##### The input #####
//! Mock site backend for the monitoring dashboard.
//! - Loads the site description (PV capacity, curtailment forecast, ESS/VPP defaults) from YAML.
//! - Ticks a simulator on an interval to evolve PV, ESS, VPP and market values.
//! - Serves `GET /api/status` plus ESS/VPP config CRUD and "apply to simulator" triggers.
//! - Env vars: SITE_CONFIG_PATH, BACKEND_HTTP_ADDR, RUST_LOG.

use std::sync::Arc;
use std::time::Duration;

use axum::{
    Router,
    routing::{get, post},
};
use chrono::Local;
use tokio::sync::RwLock;
use tokio::task::JoinHandle;
use tower_http::trace::TraceLayer;

use site_core::{EssConfig, VppConfig};

pub mod http;
pub mod models;
pub mod sim;

use crate::models::{ApplyRecord, SiteFile};
use crate::sim::SiteSimulator;

#[derive(Clone)]
pub struct AppState {
    // Simulator behind an async RwLock so many readers / single writer.
    pub sim: Arc<RwLock<SiteSimulator>>,
    // Saved configs. They only reach the simulator through an explicit apply.
    pub ess_config: Arc<RwLock<EssConfig>>,
    pub vpp_config: Arc<RwLock<VppConfig>>,
    // Apply receipts, newest last.
    pub applied: Arc<RwLock<Vec<ApplyRecord>>>,
}

impl AppState {
    pub fn new(site: SiteFile) -> Self {
        let ess = site.ess.sanitized();
        let vpp = site.vpp.sanitized();
        Self {
            sim: Arc::new(RwLock::new(SiteSimulator::new(site))),
            ess_config: Arc::new(RwLock::new(ess)),
            vpp_config: Arc::new(RwLock::new(vpp)),
            applied: Arc::new(RwLock::new(Vec::new())),
        }
    }
}

pub fn router(state: AppState) -> Router {
    Router::new()
        .route("/", get(http::root))
        .route("/api/status", get(http::get_status))
        .route(
            "/api/ess/config",
            get(http::get_ess_config).put(http::put_ess_config),
        )
        .route("/api/ess/apply", post(http::apply_ess))
        .route(
            "/api/vpp/config",
            get(http::get_vpp_config).put(http::put_vpp_config),
        )
        .route("/api/vpp/apply", post(http::apply_vpp))
        .route("/api/applies", get(http::list_applies))
        .with_state(state)
        .layer(
            TraceLayer::new_for_http()
                .make_span_with(|req: &axum::http::Request<_>| {
                    tracing::info_span!(
                        "http_request",
                        method = %req.method(),
                        path = %req.uri().path(),
                    )
                })
                .on_response(
                    |res: &axum::http::Response<_>, latency: Duration, _span: &tracing::Span| {
                        tracing::debug!(
                            "response status={} latency_ms={}",
                            res.status(),
                            latency.as_millis()
                        );
                    },
                ),
        )
}

/// Advance the simulator every `tick` until the returned handle is aborted.
pub fn spawn_ticker(state: AppState, tick: Duration) -> JoinHandle<()> {
    tokio::spawn(async move {
        let mut interval = tokio::time::interval(tick);
        interval.set_missed_tick_behavior(tokio::time::MissedTickBehavior::Delay);
        loop {
            interval.tick().await;
            let mut sim = state.sim.write().await;
            sim.tick(tick.as_secs_f64(), Local::now());
        }
    })
}
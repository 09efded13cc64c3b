//! Operations report: ordered, toggleable sections built from the same derivations
//! as the live pages, plus the print theme and export file naming.

use chrono::{DateTime, TimeZone};
use serde::Serialize;

use crate::metrics::{self, Kpi};
use crate::snapshot::{LogEntry, StatusSnapshot};

pub const REPORT_TITLE: &str = "일일 운영 리포트";

#[derive(Clone, Copy, Debug, PartialEq, Eq, Hash, Serialize)]
#[serde(rename_all = "lowercase")]
pub enum SectionId {
    Kpi,
    Graph,
    Economics,
    Summary,
    Log,
}

impl SectionId {
    /// Fixed presentation order.
    pub const ORDER: [SectionId; 5] = [
        SectionId::Kpi,
        SectionId::Graph,
        SectionId::Economics,
        SectionId::Summary,
        SectionId::Log,
    ];

    pub fn key(self) -> &'static str {
        match self {
            SectionId::Kpi => "kpi",
            SectionId::Graph => "graph",
            SectionId::Economics => "economics",
            SectionId::Summary => "summary",
            SectionId::Log => "log",
        }
    }

    pub fn title(self) -> &'static str {
        match self {
            SectionId::Kpi => "주요 지표 요약 (KPI)",
            SectionId::Graph => "발전량 및 충·방전 그래프",
            SectionId::Economics => "SMP · REC 시세 현황",
            SectionId::Summary => "운영 요약",
            SectionId::Log => "알림 로그",
        }
    }

    /// Short label for the toggle checkbox.
    pub fn toggle_label(self) -> &'static str {
        match self {
            SectionId::Kpi => "KPI",
            SectionId::Graph => "그래프",
            SectionId::Economics => "가격표",
            SectionId::Summary => "요약",
            SectionId::Log => "로그",
        }
    }

    pub fn from_key(key: &str) -> Option<Self> {
        Self::ORDER.into_iter().find(|id| id.key() == key)
    }
}

#[derive(Clone, Copy, Debug, PartialEq, Eq, Serialize)]
pub struct SectionToggles {
    enabled: [bool; 5],
}

impl Default for SectionToggles {
    fn default() -> Self {
        Self { enabled: [true; 5] }
    }
}

impl SectionToggles {
    pub fn none() -> Self {
        Self { enabled: [false; 5] }
    }

    /// Toggles from form/query pairs. Input without any section key enables everything.
    pub fn from_pairs<'a, I>(pairs: I) -> Self
    where
        I: IntoIterator<Item = (&'a str, &'a str)>,
    {
        let mut toggles = Self::none();
        let mut seen = false;
        for (key, value) in pairs {
            let Some(id) = SectionId::from_key(key) else {
                continue;
            };
            seen = true;
            let on = matches!(value.trim(), "on" | "true" | "1" | "yes");
            toggles.set(id, on);
        }
        if seen { toggles } else { Self::default() }
    }

    pub fn is_enabled(&self, id: SectionId) -> bool {
        self.enabled[Self::slot(id)]
    }

    pub fn set(&mut self, id: SectionId, on: bool) {
        self.enabled[Self::slot(id)] = on;
    }

    pub fn toggle(&mut self, id: SectionId) {
        let slot = Self::slot(id);
        self.enabled[slot] = !self.enabled[slot];
    }

    /// Query string that reproduces these toggles. Disabled sections are sent as `off`
    /// so an all-off selection does not collapse back to the default.
    pub fn to_query(&self) -> String {
        SectionId::ORDER
            .iter()
            .map(|id| format!("{}={}", id.key(), if self.is_enabled(*id) { "on" } else { "off" }))
            .collect::<Vec<_>>()
            .join("&")
    }

    fn slot(id: SectionId) -> usize {
        SectionId::ORDER
            .iter()
            .position(|x| *x == id)
            .unwrap_or_default()
    }
}

/// Enabled sections in order, numbered from 1 with no gaps.
pub fn numbered_sections(toggles: &SectionToggles) -> Vec<(usize, SectionId)> {
    SectionId::ORDER
        .into_iter()
        .filter(|id| toggles.is_enabled(*id))
        .enumerate()
        .map(|(i, id)| (i + 1, id))
        .collect()
}

#[derive(Clone, Debug, PartialEq, Serialize)]
pub struct KpiCard {
    pub label: &'static str,
    pub value: String,
    pub unit: &'static str,
}

#[derive(Clone, Debug, PartialEq, Serialize)]
pub struct PriceRow {
    pub label: &'static str,
    pub now: f64,
    pub avg: f64,
    pub change: String,
}

#[derive(Clone, Debug, PartialEq, Serialize)]
#[serde(tag = "kind", rename_all = "lowercase")]
pub enum SectionBody {
    Kpi { cards: Vec<KpiCard> },
    Graph {
        curtailment: Vec<f64>,
        charge: Vec<f64>,
        discharge: Vec<f64>,
    },
    Economics { rows: Vec<PriceRow> },
    Summary { text: String },
    Log { entries: Vec<LogEntry> },
}

#[derive(Clone, Debug, PartialEq, Serialize)]
pub struct ReportSection {
    pub no: usize,
    pub id: SectionId,
    pub title: &'static str,
    pub body: SectionBody,
}

#[derive(Clone, Debug, PartialEq, Serialize)]
pub struct Report {
    pub title: &'static str,
    pub generated_at: String,
    pub sections: Vec<ReportSection>,
}

/// Log rows shown in the report.
pub const REPORT_LOG_LIMIT: usize = 10;

pub fn assemble<Tz>(
    snapshot: &StatusSnapshot,
    toggles: &SectionToggles,
    generated_at: &DateTime<Tz>,
) -> Report
where
    Tz: TimeZone,
    Tz::Offset: std::fmt::Display,
{
    let kpi = metrics::kpi(snapshot);
    let sections = numbered_sections(toggles)
        .into_iter()
        .map(|(no, id)| ReportSection {
            no,
            id,
            title: id.title(),
            body: section_body(id, snapshot, &kpi),
        })
        .collect();
    Report {
        title: REPORT_TITLE,
        generated_at: generated_at.format("%Y-%m-%d %H:%M:%S").to_string(),
        sections,
    }
}

fn section_body(id: SectionId, snapshot: &StatusSnapshot, kpi: &Kpi) -> SectionBody {
    match id {
        SectionId::Kpi => SectionBody::Kpi {
            cards: kpi_cards(kpi),
        },
        SectionId::Graph => SectionBody::Graph {
            curtailment: metrics::hourly(&snapshot.curtailment.hourly),
            charge: metrics::hourly(&snapshot.ess.charge_kw_series),
            discharge: metrics::hourly(&snapshot.ess.discharge_kw_series),
        },
        SectionId::Economics => {
            let board = metrics::price_board(snapshot);
            SectionBody::Economics {
                rows: vec![
                    PriceRow {
                        label: "SMP (원/kWh)",
                        now: board.smp_now,
                        avg: board.smp_avg,
                        change: board.smp_change,
                    },
                    PriceRow {
                        label: "REC (원/kWh)",
                        now: board.rec_now,
                        avg: board.rec_avg,
                        change: board.rec_change,
                    },
                ],
            }
        }
        SectionId::Summary => SectionBody::Summary {
            text: summary_text(kpi, snapshot),
        },
        SectionId::Log => SectionBody::Log {
            entries: metrics::recent_logs(snapshot, REPORT_LOG_LIMIT),
        },
    }
}

pub fn kpi_cards(kpi: &Kpi) -> Vec<KpiCard> {
    vec![
        KpiCard {
            label: "예측 출력제어량",
            value: kpi.pred_mwh.to_string(),
            unit: "MWh",
        },
        KpiCard {
            label: "누적 출력제어량",
            value: kpi.cum_mwh.to_string(),
            unit: "MWh",
        },
        KpiCard {
            label: "ESS SOC",
            value: kpi.soc_pct.to_string(),
            unit: "%",
        },
        KpiCard {
            label: "VPP 가동률",
            value: kpi.vpp_rate.to_string(),
            unit: "%",
        },
    ]
}

pub fn summary_text(kpi: &Kpi, snapshot: &StatusSnapshot) -> String {
    format!(
        "금일 예측 출력제어량은 {} MWh, 누적 {} MWh로 집계. ESS는 평균 SOC {}%를 유지. \
         SMP는 {} 원/kWh, REC는 {} 원/kWh 수준. 전체 출력제어는 안정적이며, ESS 운전은 계획대로 수행됨.",
        kpi.pred_mwh,
        kpi.cum_mwh,
        kpi.soc_pct,
        snapshot.economics.smp_now,
        snapshot.economics.rec_now,
    )
}

/// `report_YYYY-MM-DD_HH-MM.pdf` in the caller's time zone.
pub fn report_file_name<Tz>(at: &DateTime<Tz>) -> String
where
    Tz: TimeZone,
    Tz::Offset: std::fmt::Display,
{
    format!("report_{}.pdf", at.format("%Y-%m-%d_%H-%M"))
}

#[derive(Clone, Copy, Debug, Default, PartialEq, Eq, Serialize)]
#[serde(rename_all = "lowercase")]
pub enum Theme {
    #[default]
    Dark,
    Light,
}

/// Colours for one theme.
#[derive(Clone, Copy, Debug, PartialEq, Eq)]
pub struct Palette {
    pub background: &'static str,
    pub text: &'static str,
    pub sub: &'static str,
    pub card_border: &'static str,
    pub grid: &'static str,
    pub header_fill: &'static str,
}

impl Theme {
    pub fn palette(self) -> Palette {
        match self {
            Theme::Dark => Palette {
                background: "#162430",
                text: "#cfe7f6",
                sub: "rgba(207,231,246,0.7)",
                card_border: "#2a3e4d",
                grid: "rgba(255,255,255,0.12)",
                header_fill: "rgba(255,255,255,0.06)",
            },
            Theme::Light => Palette {
                background: "#ffffff",
                text: "#111",
                sub: "#555",
                card_border: "#e4e9ef",
                grid: "#e6eef5",
                header_fill: "#f3f6fa",
            },
        }
    }

    pub fn as_str(self) -> &'static str {
        match self {
            Theme::Dark => "dark",
            Theme::Light => "light",
        }
    }
}

/// How report pages are drawn right now. Export flips this to print mode for the capture.
#[derive(Clone, Copy, Debug, PartialEq, Eq, Serialize)]
pub struct RenderMode {
    pub theme: Theme,
    pub animate: bool,
}

impl Default for RenderMode {
    fn default() -> Self {
        Self {
            theme: Theme::Dark,
            animate: true,
        }
    }
}

impl RenderMode {
    pub fn print() -> Self {
        Self {
            theme: Theme::Light,
            animate: false,
        }
    }
}

#[cfg(test)]
mod tests {
    use super::*;
    use chrono::{FixedOffset, TimeZone, Utc};
    use serde_json::json;

    fn ids(toggles: &SectionToggles) -> Vec<(usize, &'static str)> {
        numbered_sections(toggles)
            .into_iter()
            .map(|(no, id)| (no, id.key()))
            .collect()
    }

    #[test]
    fn all_sections_numbered_in_order() {
        assert_eq!(
            ids(&SectionToggles::default()),
            vec![(1, "kpi"), (2, "graph"), (3, "economics"), (4, "summary"), (5, "log")]
        );
    }

    #[test]
    fn disabling_a_section_closes_the_gap() {
        let mut t = SectionToggles::default();
        t.toggle(SectionId::Economics);
        assert_eq!(
            ids(&t),
            vec![(1, "kpi"), (2, "graph"), (3, "summary"), (4, "log")]
        );
        t.toggle(SectionId::Kpi);
        assert_eq!(ids(&t), vec![(1, "graph"), (2, "summary"), (3, "log")]);
        t.toggle(SectionId::Economics);
        assert_eq!(ids(&t), vec![(1, "graph"), (2, "economics"), (3, "summary"), (4, "log")]);
    }

    #[test]
    fn pairs_without_section_keys_enable_everything() {
        assert_eq!(SectionToggles::from_pairs([("theme", "dark")]), SectionToggles::default());
        let t = SectionToggles::from_pairs([("kpi", "on"), ("log", "off")]);
        assert_eq!(ids(&t), vec![(1, "kpi")]);
    }

    #[test]
    fn query_round_trips_all_off() {
        let none = SectionToggles::none();
        let q = none.to_query();
        let pairs: Vec<(&str, &str)> = q
            .split('&')
            .filter_map(|kv| kv.split_once('='))
            .collect();
        assert_eq!(SectionToggles::from_pairs(pairs), none);
    }

    #[test]
    fn report_content_uses_live_derivations() {
        let snap = StatusSnapshot::normalize(&json!({
            "curtailment": {"pred_today": 3.2, "actual_cum_today": 4.8, "hourly": [1.0, 2.26]},
            "ess": {"soc": 78, "charge_kw_series": [5.0]},
            "vpp": {"active_nodes": 19, "total_nodes": 20},
            "economics": {"smp_now": 143.7, "smp_avg": 139.5, "rec_now": 58.2, "rec_avg": 59.0},
        }));
        let at = Utc.with_ymd_and_hms(2025, 10, 21, 9, 5, 0).single().expect("valid time");
        let report = assemble(&snap, &SectionToggles::default(), &at);
        assert_eq!(report.generated_at, "2025-10-21 09:05:00");

        let SectionBody::Kpi { cards } = &report.sections[0].body else {
            panic!("kpi first");
        };
        let values: Vec<&str> = cards.iter().map(|c| c.value.as_str()).collect();
        assert_eq!(values, vec!["3.2", "4.8", "78", "95"]);

        let SectionBody::Graph { curtailment, charge, discharge } = &report.sections[1].body else {
            panic!("graph second");
        };
        assert_eq!(curtailment.len(), 24);
        assert_eq!(curtailment[1], 2.3);
        assert_eq!(charge[0], 5.0);
        assert!(discharge.iter().all(|v| *v == 0.0));

        let SectionBody::Economics { rows } = &report.sections[2].body else {
            panic!("economics third");
        };
        assert_eq!(rows[0].change, "3.0%");
        assert_eq!(rows[1].change, "-1.4%");

        let SectionBody::Summary { text } = &report.sections[3].body else {
            panic!("summary fourth");
        };
        assert!(text.contains("3.2 MWh"));
        assert!(text.contains("SOC 78%"));
        assert!(text.contains("SMP는 143.7 원/kWh"));
    }

    #[test]
    fn file_name_uses_local_fields() {
        let kst = FixedOffset::east_opt(9 * 3600).expect("offset");
        let at = kst.with_ymd_and_hms(2025, 3, 7, 8, 4, 59).single().expect("valid time");
        assert_eq!(report_file_name(&at), "report_2025-03-07_08-04.pdf");
    }

    #[test]
    fn print_mode_is_light_and_still() {
        assert_eq!(RenderMode::print().theme.palette().background, "#ffffff");
        assert!(!RenderMode::print().animate);
        assert!(RenderMode::default().animate);
    }
}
#####
• [What this task involves]: Please work out how many lines of the listing hold the word "struct" and reply with only that number.

• [Written answer]: 8